_MATERIALS PROVIDED_
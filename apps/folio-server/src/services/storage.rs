//! On-disk publication storage.
//!
//! Each publication owns one directory under the publication storage root,
//! named by its identifier (percent-style escaped so identifiers with path
//! separators stay inside the root).

use std::fs;
use std::io;
use std::path::{Path, PathBuf};

pub struct PublicationStorage {
    root: PathBuf,
}

impl PublicationStorage {
    pub fn new(root: &Path) -> Self {
        Self {
            root: root.to_owned(),
        }
    }

    pub fn root(&self) -> &Path {
        &self.root
    }

    fn escape(identifier: &str) -> String {
        identifier
            .chars()
            .map(|c| match c {
                '/' | '\\' | ':' => '_',
                other => other,
            })
            .collect()
    }

    pub fn dir_for(&self, identifier: &str) -> PathBuf {
        self.root.join(Self::escape(identifier))
    }

    pub fn ensure(&self, identifier: &str) -> io::Result<PathBuf> {
        let dir = self.dir_for(identifier);
        fs::create_dir_all(&dir)?;
        Ok(dir)
    }

    /// Deletes a publication's directory. Returns whether anything existed.
    pub fn remove(&self, identifier: &str) -> io::Result<bool> {
        let dir = self.dir_for(identifier);
        if dir.exists() {
            fs::remove_dir_all(&dir)?;
            Ok(true)
        } else {
            Ok(false)
        }
    }
}

#[cfg(test)]
mod tests {
    use super::*;

    #[test]
    fn directories_stay_under_the_root() {
        let root = tempfile::tempdir().unwrap();
        let storage = PublicationStorage::new(root.path());

        let dir = storage.ensure("urn:isbn:9780141439846").unwrap();
        assert!(dir.starts_with(root.path()));
        assert!(dir.is_dir());
        // The urn's colons must not become path components.
        assert_eq!(dir.parent().unwrap(), root.path());

        assert!(storage.remove("urn:isbn:9780141439846").unwrap());
        assert!(!storage.remove("urn:isbn:9780141439846").unwrap());
    }

    #[test]
    fn ensure_is_idempotent() {
        let root = tempfile::tempdir().unwrap();
        let storage = PublicationStorage::new(root.path());
        let first = storage.ensure("pub-1").unwrap();
        let second = storage.ensure("pub-1").unwrap();
        assert_eq!(first, second);
    }
}
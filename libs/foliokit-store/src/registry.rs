//! Adapter registry and process-wide activation.
//!
//! The set of adapters is fixed at build time: cargo features decide which
//! engines are compiled in, and one configuration value selects among them at
//! startup. Activation is exactly-once per process: re-activating the same
//! name is a no-op, activating a different name after one is active is an
//! error rather than a silent re-registration.

use std::sync::{Arc, OnceLock};

use crate::{memory::MemoryAdapter, StorageAdapter, StoreError};

static ACTIVE_ADAPTER: OnceLock<String> = OnceLock::new();

/// Record `name` as the process-wide active adapter.
///
/// # Errors
/// Returns `StoreError::AdapterAlreadyActive` if a different adapter has
/// already been activated in this process.
pub fn activate_adapter(name: &str) -> crate::Result<()> {
    let active = ACTIVE_ADAPTER.get_or_init(|| name.to_owned());
    if active == name {
        tracing::debug!(adapter = name, "storage adapter active");
        Ok(())
    } else {
        Err(StoreError::AdapterAlreadyActive {
            active: active.clone(),
            requested: name.to_owned(),
        })
    }
}

/// The name of the active adapter, if one has been activated.
pub fn active_adapter() -> Option<&'static str> {
    ACTIVE_ADAPTER.get().map(String::as_str)
}

/// Registry of compiled-in storage adapters, keyed by name.
pub struct AdapterRegistry {
    adapters: Vec<Arc<dyn StorageAdapter>>,
}

impl AdapterRegistry {
    /// Registry holding every adapter compiled into this binary.
    pub fn builtin() -> Self {
        #[allow(unused_mut)]
        let mut adapters: Vec<Arc<dyn StorageAdapter>> = vec![Arc::new(MemoryAdapter::new())];
        #[cfg(feature = "sled")]
        adapters.push(Arc::new(crate::sled_store::SledAdapter::new()));
        Self { adapters }
    }

    /// An empty registry, for callers that register their own adapters.
    pub fn new() -> Self {
        Self {
            adapters: Vec::new(),
        }
    }

    /// Add an adapter. Later registrations do not shadow earlier ones;
    /// `select` resolves first match by name.
    pub fn register(&mut self, adapter: Arc<dyn StorageAdapter>) {
        self.adapters.push(adapter);
    }

    /// Names of all registered adapters.
    pub fn available(&self) -> Vec<&'static str> {
        self.adapters.iter().map(|a| a.name()).collect()
    }

    /// Resolve an adapter by name.
    ///
    /// # Errors
    /// Returns `StoreError::UnknownAdapter` naming the request and the
    /// compiled-in alternatives.
    pub fn select(&self, name: &str) -> crate::Result<Arc<dyn StorageAdapter>> {
        self.adapters
            .iter()
            .find(|a| a.name() == name)
            .cloned()
            .ok_or_else(|| StoreError::UnknownAdapter {
                requested: name.to_owned(),
                available: self.available(),
            })
    }
}

impl Default for AdapterRegistry {
    fn default() -> Self {
        Self::builtin()
    }
}
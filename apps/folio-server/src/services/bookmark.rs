//! Per-publication bookmarks persisted in the configuration database.

use std::sync::Arc;

use foliokit_store::Result;
use serde::{Deserialize, Serialize};

use super::db::ConfigDb;

#[derive(Clone, Debug, PartialEq, Serialize, Deserialize)]
pub struct Bookmark {
    /// Locator inside the publication (resource href + progression).
    pub locator: String,
    #[serde(default)]
    pub label: Option<String>,
}

pub struct BookmarkManager {
    config: Arc<ConfigDb>,
}

impl BookmarkManager {
    pub fn new(config: Arc<ConfigDb>) -> Self {
        Self { config }
    }

    fn key(publication_id: &str) -> String {
        format!("bookmarks.{publication_id}")
    }

    pub fn add_bookmark(&self, publication_id: &str, bookmark: Bookmark) -> Result<()> {
        let key = Self::key(publication_id);
        let mut bookmarks: Vec<Bookmark> = self.config.get(&key)?.unwrap_or_default();
        bookmarks.push(bookmark);
        self.config.put(&key, &bookmarks)
    }

    pub fn bookmarks(&self, publication_id: &str) -> Result<Vec<Bookmark>> {
        Ok(self.config.get(&Self::key(publication_id))?.unwrap_or_default())
    }

    pub fn clear_bookmarks(&self, publication_id: &str) -> Result<bool> {
        self.config.remove(&Self::key(publication_id))
    }
}
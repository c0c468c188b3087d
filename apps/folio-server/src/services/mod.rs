//! Services bound into the container at bootstrap.
//!
//! Each service here is deliberately thin: its contract with the bootstrap is
//! "constructible from its inputs" (a logical database handle, a path, or a
//! previously constructed service). The heavyweight behavior — download
//! scheduling, feed fetching, content serving — lives with external
//! collaborators and is out of scope for the daemon core.

pub mod bookmark;
pub mod catalog;
pub mod content;
pub mod db;
pub mod device;
pub mod downloader;
pub mod opds;
pub mod secret;
pub mod serializer;
pub mod state;
pub mod storage;
pub mod translator;
pub mod win_registry;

_HOW TO COMPLETE THIS TASK_
Go through the entries and return each line where the word "isbn" occurs.

_SOLUTION TO THIS TASK_
        let dir = storage.ensure("urn:isbn:9780141439846").unwrap();
        assert!(storage.remove("urn:isbn:9780141439846").unwrap());
        assert!(!storage.remove("urn:isbn:9780141439846").unwrap());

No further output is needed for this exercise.